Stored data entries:

//! RIFF/WAVE container parsing.
//!
//! The parser walks the top-level subchunks once, keeping the last `fmt ` chunk it sees and
//! stopping at the first `data` chunk. Everything else is skipped without being read.

use std::fs::File;
use std::io::{self, BufReader, Read, Seek};
use std::path::{Path, PathBuf};

use bytemuck::{Pod, Zeroable};
use fallible_streaming_iterator::FallibleStreamingIterator;
use log::{debug, trace, warn};

use crate::bytes::{u16_le, u32_le};
use crate::config::ReaderConfig;
use crate::error::{Error, Result};
use crate::format::{AudioFormat, DataExtent, FormatDescriptor, FormatExtension, FormatFields};

const RIFF_ID: [u8; 4] = *b"RIFF";
const RF64_ID: [u8; 4] = *b"RF64";
const WAVE_ID: [u8; 4] = *b"WAVE";
const FMT_ID: [u8; 4] = *b"fmt ";
const DATA_ID: [u8; 4] = *b"data";

/// Minimum `fmt ` body: the classic WAVEFORMAT fields.
const FMT_MIN_SIZE: u32 = 16;
/// `fmt ` body size that carries a full WAVEFORMATEXTENSIBLE tail.
const FMT_EXTENSIBLE_SIZE: u32 = 40;

/// The 12-byte outer header.
#[repr(C)]
#[derive(Debug, Clone, Copy, Pod, Zeroable)]
struct RiffHeader {
    magic: [u8; 4],
    size: [u8; 4],
    form: [u8; 4],
}

/// A subchunk id and its declared payload length.
#[repr(C)]
#[derive(Debug, Clone, Copy, PartialEq, Eq, Pod, Zeroable)]
pub(crate) struct ChunkHeader {
    id: [u8; 4],
    size: [u8; 4],
}

impl ChunkHeader {
    pub fn id(&self) -> &[u8; 4] {
        &self.id
    }

    pub fn size(&self) -> u32 {
        u32_le(self.size)
    }

    /// Payload length rounded up to the RIFF word boundary.
    pub fn padded_size(&self) -> u64 {
        let size = self.size() as u64;
        size + (size & 1)
    }
}

/// The 16 leading bytes of a `fmt ` chunk.
#[repr(C)]
#[derive(Debug, Clone, Copy, Pod, Zeroable)]
struct RawFormat {
    audio_format: [u8; 2],
    channels: [u8; 2],
    sample_rate: [u8; 4],
    byte_rate: [u8; 4],
    block_align: [u8; 2],
    bits_per_sample: [u8; 2],
}

/// Bytes 16..40 of an extensible `fmt ` chunk.
#[repr(C)]
#[derive(Debug, Clone, Copy, Pod, Zeroable)]
struct RawExtension {
    cb_size: [u8; 2],
    valid_bits_per_sample: [u8; 2],
    channel_mask: [u8; 4],
    sub_format: [u8; 16],
}

impl From<RawFormat> for FormatFields {
    fn from(raw: RawFormat) -> Self {
        Self {
            audio_format: AudioFormat::from_tag(u16_le(raw.audio_format)),
            channels: u16_le(raw.channels),
            sample_rate: u32_le(raw.sample_rate),
            byte_rate: u32_le(raw.byte_rate),
            block_align: u16_le(raw.block_align),
            bits_per_sample: u16_le(raw.bits_per_sample),
            extension: None,
        }
    }
}

impl From<RawExtension> for FormatExtension {
    fn from(raw: RawExtension) -> Self {
        Self {
            valid_bits_per_sample: u16_le(raw.valid_bits_per_sample),
            channel_mask: u32_le(raw.channel_mask),
            sub_format: raw.sub_format,
        }
    }
}

/// Walks the subchunks of a RIFF body, yielding each chunk header in turn.
///
/// A header that cannot be read in full ends the iteration instead of failing it.
struct ChunkParser<'a, R: Read + Seek> {
    reader: &'a mut R,
    position: u64,
    current: Option<ChunkHeader>,
    exhausted: bool,
}

impl<'a, R: Read + Seek> ChunkParser<'a, R> {
    fn new(reader: &'a mut R, position: u64) -> Self {
        Self {
            reader,
            position,
            current: None,
            exhausted: false,
        }
    }

    /// Absolute stream position of the next unread byte.
    fn position(&self) -> u64 {
        self.position
    }

    /// Skips `n` bytes. Seeking past the end of the stream is not an error here; the next
    /// header read comes up short and ends the scan.
    fn skip_bytes(&mut self, n: u64) -> Result<()> {
        if n > 0 {
            self.reader.seek_relative(n as i64)?;
            self.position += n;
        }
        Ok(())
    }

    /// Reads the body of a `fmt ` chunk of the given declared size and leaves the stream at
    /// the start of the next chunk header.
    fn read_format(&mut self, header: &ChunkHeader) -> Result<FormatFields> {
        let size = header.size();
        if size < FMT_MIN_SIZE {
            return Err(Error::MalformedFormat("fmt chunk smaller than 16 bytes"));
        }

        let raw: RawFormat = bytemuck::cast(self.read_fmt_bytes::<16>()?);
        let mut consumed = FMT_MIN_SIZE as u64;
        let mut fields = FormatFields::from(raw);

        if fields.audio_format == AudioFormat::Extensible && size >= FMT_EXTENSIBLE_SIZE {
            let raw: RawExtension = bytemuck::cast(self.read_fmt_bytes::<24>()?);
            consumed += 24;
            let extension = FormatExtension::from(raw);
            match extension.resolve() {
                Some(resolved) => fields.audio_format = resolved,
                None => warn!(
                    "unrecognized extensible subformat {:02X?}, leaving format unresolved",
                    extension.sub_format
                ),
            }
            fields.extension = Some(extension);
        }

        self.skip_bytes(header.padded_size() - consumed)?;
        Ok(fields)
    }

    fn read_fmt_bytes<const N: usize>(&mut self) -> Result<[u8; N]> {
        let mut buf = [0u8; N];
        self.reader.read_exact(&mut buf).map_err(|e| match e.kind() {
            io::ErrorKind::UnexpectedEof => Error::MalformedFormat("truncated fmt chunk"),
            _ => Error::Io(e),
        })?;
        self.position += N as u64;
        Ok(buf)
    }
}

impl<R: Read + Seek> FallibleStreamingIterator for ChunkParser<'_, R> {
    type Item = ChunkHeader;
    type Error = Error;

    fn advance(&mut self) -> Result<()> {
        self.current = None;
        if self.exhausted {
            return Ok(());
        }

        let mut raw = [0u8; 8];
        match self.reader.read_exact(&mut raw) {
            Ok(()) => {
                self.position += 8;
                self.current = Some(bytemuck::cast(raw));
            }
            Err(e) if e.kind() == io::ErrorKind::UnexpectedEof => self.exhausted = true,
            Err(e) => return Err(e.into()),
        }
        Ok(())
    }

    fn get(&self) -> Option<&ChunkHeader> {
        self.current.as_ref()
    }
}

fn read_riff_header<R: Read>(reader: &mut R) -> Result<RiffHeader> {
    let mut raw = [0u8; 12];
    reader.read_exact(&mut raw).map_err(|e| match e.kind() {
        io::ErrorKind::UnexpectedEof => Error::MalformedContainer("truncated RIFF header"),
        _ => Error::Io(e),
    })?;

    let header: RiffHeader = bytemuck::cast(raw);
    if header.magic != RIFF_ID && header.magic != RF64_ID {
        return Err(Error::MalformedContainer("missing RIFF or RF64 tag"));
    }
    if header.form != WAVE_ID {
        return Err(Error::MalformedContainer("missing WAVE form type"));
    }
    Ok(header)
}

/// Parses a WAVE stream positioned at its first byte.
fn parse<R: Read + Seek>(reader: &mut R, path: PathBuf) -> Result<FormatDescriptor> {
    let riff = read_riff_header(reader)?;
    let riff_size = u32_le(riff.size);
    let start = reader.stream_position()?;

    let mut format: Option<FormatFields> = None;
    let mut data: Option<DataExtent> = None;
    let mut parser = ChunkParser::new(reader, start);

    loop {
        let header = match parser.next()? {
            Some(header) => *header,
            None => break,
        };
        trace!(
            "chunk '{}' ({} bytes) at offset {}",
            header.id().escape_ascii(),
            header.size(),
            parser.position() - 8
        );

        match *header.id() {
            FMT_ID => {
                let fields = parser.read_format(&header)?;
                if format.is_some() {
                    warn!("{}: repeated fmt chunk replaces the earlier one", path.display());
                }
                format = Some(fields);
            }
            DATA_ID => {
                data = Some(DataExtent {
                    offset: parser.position(),
                    size: header.size(),
                });
                break;
            }
            _ => parser.skip_bytes(header.padded_size())?,
        }
    }

    let descriptor = FormatDescriptor::try_from_parts(path, riff_size, format, data)?;
    debug!(
        "{}: {} Hz, {} ch, {} bits, tag 0x{:04X}, {} payload bytes at {}",
        descriptor.path().display(),
        descriptor.sample_rate(),
        descriptor.channels(),
        descriptor.bits_per_sample(),
        descriptor.audio_format().tag(),
        descriptor.data_size(),
        descriptor.data_offset()
    );
    Ok(descriptor)
}

impl FormatDescriptor {
    /// Opens and parses the WAVE file at `path`.
    ///
    /// # Errors
    /// Fails if the file cannot be opened, is not a RIFF/WAVE container, carries a missing or
    /// inconsistent `fmt ` chunk, or has no non-empty `data` chunk.
    pub fn open(path: impl AsRef<Path>) -> Result<Self> {
        Self::open_with(path, &ReaderConfig::default())
    }

    /// Like [`FormatDescriptor::open`] with explicit reader settings.
    pub fn open_with(path: impl AsRef<Path>, config: &ReaderConfig) -> Result<Self> {
        let path = path.as_ref();
        let file = File::open(path).map_err(|source| Error::Open {
            path: path.to_path_buf(),
            source,
        })?;
        let mut reader = BufReader::with_capacity(config.effective_capacity(), file);
        parse(&mut reader, path.to_path_buf())
    }

    /// Parses a WAVE stream from any seekable source positioned at its first byte.
    ///
    /// `label` is recorded as the descriptor's path. Offsets are absolute within `source`.
    pub fn from_reader<R: Read + Seek>(mut source: R, label: impl Into<PathBuf>) -> Result<Self> {
        parse(&mut source, label.into())
    }
}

Problem requirements — Lines from the top of the data above through the line containing "const WAVE_ID: [u8;" must be repeated exactly. All other lines stay out.

Final answer —
//! RIFF/WAVE container parsing.
//!
//! The parser walks the top-level subchunks once, keeping the last `fmt ` chunk it sees and
//! stopping at the first `data` chunk. Everything else is skipped without being read.

use std::fs::File;
use std::io::{self, BufReader, Read, Seek};
use std::path::{Path, PathBuf};

use bytemuck::{Pod, Zeroable};
use fallible_streaming_iterator::FallibleStreamingIterator;
use log::{debug, trace, warn};

use crate::bytes::{u16_le, u32_le};
use crate::config::ReaderConfig;
use crate::error::{Error, Result};
use crate::format::{AudioFormat, DataExtent, FormatDescriptor, FormatExtension, FormatFields};

const RIFF_ID: [u8; 4] = *b"RIFF";
const RF64_ID: [u8; 4] = *b"RF64";
const WAVE_ID: [u8; 4] = *b"WAVE";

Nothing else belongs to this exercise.